REQUIRED ACTION » What you return must be an exact copy of the lines in the listing below between the line holding "Component showcase sidebar." and the line holding "pub category: &'static", inclusive, and nothing more.
EXERCISE DATA Start Marker
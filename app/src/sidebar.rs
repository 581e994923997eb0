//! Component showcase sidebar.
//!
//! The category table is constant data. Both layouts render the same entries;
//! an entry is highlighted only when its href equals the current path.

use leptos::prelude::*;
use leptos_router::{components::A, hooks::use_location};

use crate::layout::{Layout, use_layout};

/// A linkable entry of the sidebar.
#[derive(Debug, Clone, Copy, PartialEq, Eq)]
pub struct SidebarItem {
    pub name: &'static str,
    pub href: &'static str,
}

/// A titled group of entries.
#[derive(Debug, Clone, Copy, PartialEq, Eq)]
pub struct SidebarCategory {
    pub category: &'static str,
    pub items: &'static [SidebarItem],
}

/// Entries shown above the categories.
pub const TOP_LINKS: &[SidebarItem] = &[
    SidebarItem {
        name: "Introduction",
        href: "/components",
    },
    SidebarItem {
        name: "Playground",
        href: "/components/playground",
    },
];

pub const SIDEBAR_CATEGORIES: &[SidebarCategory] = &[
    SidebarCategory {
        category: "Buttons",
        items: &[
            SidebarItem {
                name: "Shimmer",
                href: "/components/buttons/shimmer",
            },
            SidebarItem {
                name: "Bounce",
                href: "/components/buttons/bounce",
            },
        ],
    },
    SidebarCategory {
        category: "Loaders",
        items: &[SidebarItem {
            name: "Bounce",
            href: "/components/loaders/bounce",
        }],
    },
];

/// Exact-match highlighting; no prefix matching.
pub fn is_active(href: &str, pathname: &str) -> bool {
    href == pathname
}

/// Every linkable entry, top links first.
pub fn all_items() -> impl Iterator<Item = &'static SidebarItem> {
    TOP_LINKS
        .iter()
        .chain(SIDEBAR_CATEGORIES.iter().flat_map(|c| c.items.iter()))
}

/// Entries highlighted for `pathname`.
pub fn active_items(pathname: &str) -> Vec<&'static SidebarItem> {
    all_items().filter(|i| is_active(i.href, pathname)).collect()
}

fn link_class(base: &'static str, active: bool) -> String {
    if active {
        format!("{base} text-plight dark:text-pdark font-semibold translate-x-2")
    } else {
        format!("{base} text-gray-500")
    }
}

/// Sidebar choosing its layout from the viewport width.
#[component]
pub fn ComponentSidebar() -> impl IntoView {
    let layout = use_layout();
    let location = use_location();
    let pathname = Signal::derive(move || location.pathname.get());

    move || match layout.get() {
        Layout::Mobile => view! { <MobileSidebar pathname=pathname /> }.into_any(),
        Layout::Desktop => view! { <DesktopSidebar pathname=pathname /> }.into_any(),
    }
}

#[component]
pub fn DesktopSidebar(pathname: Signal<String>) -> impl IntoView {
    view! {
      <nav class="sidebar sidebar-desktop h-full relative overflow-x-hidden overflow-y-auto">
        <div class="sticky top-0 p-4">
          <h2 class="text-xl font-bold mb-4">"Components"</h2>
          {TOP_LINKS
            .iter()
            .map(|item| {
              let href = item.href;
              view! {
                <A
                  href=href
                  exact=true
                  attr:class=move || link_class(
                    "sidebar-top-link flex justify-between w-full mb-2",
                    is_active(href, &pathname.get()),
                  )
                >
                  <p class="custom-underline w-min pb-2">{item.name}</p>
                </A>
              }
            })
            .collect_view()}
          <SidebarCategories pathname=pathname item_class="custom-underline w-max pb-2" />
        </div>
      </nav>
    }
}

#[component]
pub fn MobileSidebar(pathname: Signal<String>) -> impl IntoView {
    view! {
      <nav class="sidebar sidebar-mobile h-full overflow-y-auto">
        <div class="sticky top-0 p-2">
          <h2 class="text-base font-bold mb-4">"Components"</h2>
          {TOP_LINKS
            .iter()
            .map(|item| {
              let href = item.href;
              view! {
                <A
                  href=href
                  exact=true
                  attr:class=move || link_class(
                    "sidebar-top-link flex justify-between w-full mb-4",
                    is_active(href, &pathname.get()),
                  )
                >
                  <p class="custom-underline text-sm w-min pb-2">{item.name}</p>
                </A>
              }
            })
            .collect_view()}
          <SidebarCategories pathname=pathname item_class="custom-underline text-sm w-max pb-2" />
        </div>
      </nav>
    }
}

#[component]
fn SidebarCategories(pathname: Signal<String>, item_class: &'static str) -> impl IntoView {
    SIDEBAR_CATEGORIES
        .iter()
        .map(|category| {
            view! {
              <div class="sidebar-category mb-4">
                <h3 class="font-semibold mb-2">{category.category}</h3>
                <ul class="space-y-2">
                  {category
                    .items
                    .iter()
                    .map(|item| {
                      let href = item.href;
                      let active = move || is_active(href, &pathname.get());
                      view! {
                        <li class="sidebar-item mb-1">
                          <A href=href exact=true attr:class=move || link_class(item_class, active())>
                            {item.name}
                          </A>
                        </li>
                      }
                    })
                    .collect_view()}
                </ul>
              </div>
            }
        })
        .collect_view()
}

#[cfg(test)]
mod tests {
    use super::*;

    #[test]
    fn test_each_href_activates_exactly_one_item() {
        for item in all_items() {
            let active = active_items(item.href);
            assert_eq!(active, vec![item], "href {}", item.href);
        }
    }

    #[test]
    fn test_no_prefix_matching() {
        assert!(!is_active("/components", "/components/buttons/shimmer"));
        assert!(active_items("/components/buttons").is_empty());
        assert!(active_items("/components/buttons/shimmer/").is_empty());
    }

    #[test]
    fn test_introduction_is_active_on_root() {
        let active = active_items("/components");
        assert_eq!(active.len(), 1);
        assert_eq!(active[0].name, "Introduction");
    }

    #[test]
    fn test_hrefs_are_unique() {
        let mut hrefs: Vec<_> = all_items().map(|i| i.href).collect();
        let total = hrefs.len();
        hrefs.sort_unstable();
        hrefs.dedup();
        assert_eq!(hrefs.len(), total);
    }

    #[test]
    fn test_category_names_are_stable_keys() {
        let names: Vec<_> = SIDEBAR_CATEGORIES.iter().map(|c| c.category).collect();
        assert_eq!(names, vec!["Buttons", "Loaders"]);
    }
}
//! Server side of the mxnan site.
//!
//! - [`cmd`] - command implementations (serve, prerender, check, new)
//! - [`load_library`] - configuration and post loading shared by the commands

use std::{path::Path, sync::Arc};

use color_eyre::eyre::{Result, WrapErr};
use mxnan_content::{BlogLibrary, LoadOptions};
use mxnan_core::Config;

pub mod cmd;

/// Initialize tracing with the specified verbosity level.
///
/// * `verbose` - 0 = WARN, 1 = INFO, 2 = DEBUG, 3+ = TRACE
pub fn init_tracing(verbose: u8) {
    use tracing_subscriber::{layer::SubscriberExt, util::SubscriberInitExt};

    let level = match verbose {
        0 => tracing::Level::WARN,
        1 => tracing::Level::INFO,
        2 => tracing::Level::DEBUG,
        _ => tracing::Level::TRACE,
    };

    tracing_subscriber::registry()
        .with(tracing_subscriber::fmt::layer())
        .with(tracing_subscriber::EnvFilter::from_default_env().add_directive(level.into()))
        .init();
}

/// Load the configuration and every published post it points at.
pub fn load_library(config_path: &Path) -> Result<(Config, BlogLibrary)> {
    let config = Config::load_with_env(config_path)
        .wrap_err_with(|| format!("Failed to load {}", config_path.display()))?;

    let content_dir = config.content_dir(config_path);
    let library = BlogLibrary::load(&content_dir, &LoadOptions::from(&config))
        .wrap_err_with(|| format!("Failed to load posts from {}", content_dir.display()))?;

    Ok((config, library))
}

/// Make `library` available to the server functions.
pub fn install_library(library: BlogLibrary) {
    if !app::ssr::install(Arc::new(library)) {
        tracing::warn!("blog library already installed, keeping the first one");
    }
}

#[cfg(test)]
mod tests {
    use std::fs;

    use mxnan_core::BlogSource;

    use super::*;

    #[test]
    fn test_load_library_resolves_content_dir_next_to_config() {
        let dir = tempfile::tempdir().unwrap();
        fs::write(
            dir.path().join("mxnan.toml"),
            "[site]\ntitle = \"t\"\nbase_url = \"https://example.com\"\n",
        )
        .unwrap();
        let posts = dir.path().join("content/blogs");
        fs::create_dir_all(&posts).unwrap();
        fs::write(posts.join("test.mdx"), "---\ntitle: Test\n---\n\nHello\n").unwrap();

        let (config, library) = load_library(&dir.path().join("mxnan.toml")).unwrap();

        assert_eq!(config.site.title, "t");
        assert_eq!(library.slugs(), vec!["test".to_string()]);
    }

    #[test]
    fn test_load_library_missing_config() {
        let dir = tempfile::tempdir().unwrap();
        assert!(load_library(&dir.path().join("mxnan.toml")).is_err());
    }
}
EXERCISE DATA End Marker
TASK ANSWER »
//! Component showcase sidebar.
//!
//! The category table is constant data. Both layouts render the same entries;
//! an entry is highlighted only when its href equals the current path.

use leptos::prelude::*;
use leptos_router::{components::A, hooks::use_location};

use crate::layout::{Layout, use_layout};

/// A linkable entry of the sidebar.
#[derive(Debug, Clone, Copy, PartialEq, Eq)]
pub struct SidebarItem {
    pub name: &'static str,
    pub href: &'static str,
}

/// A titled group of entries.
#[derive(Debug, Clone, Copy, PartialEq, Eq)]
pub struct SidebarCategory {
    pub category: &'static str,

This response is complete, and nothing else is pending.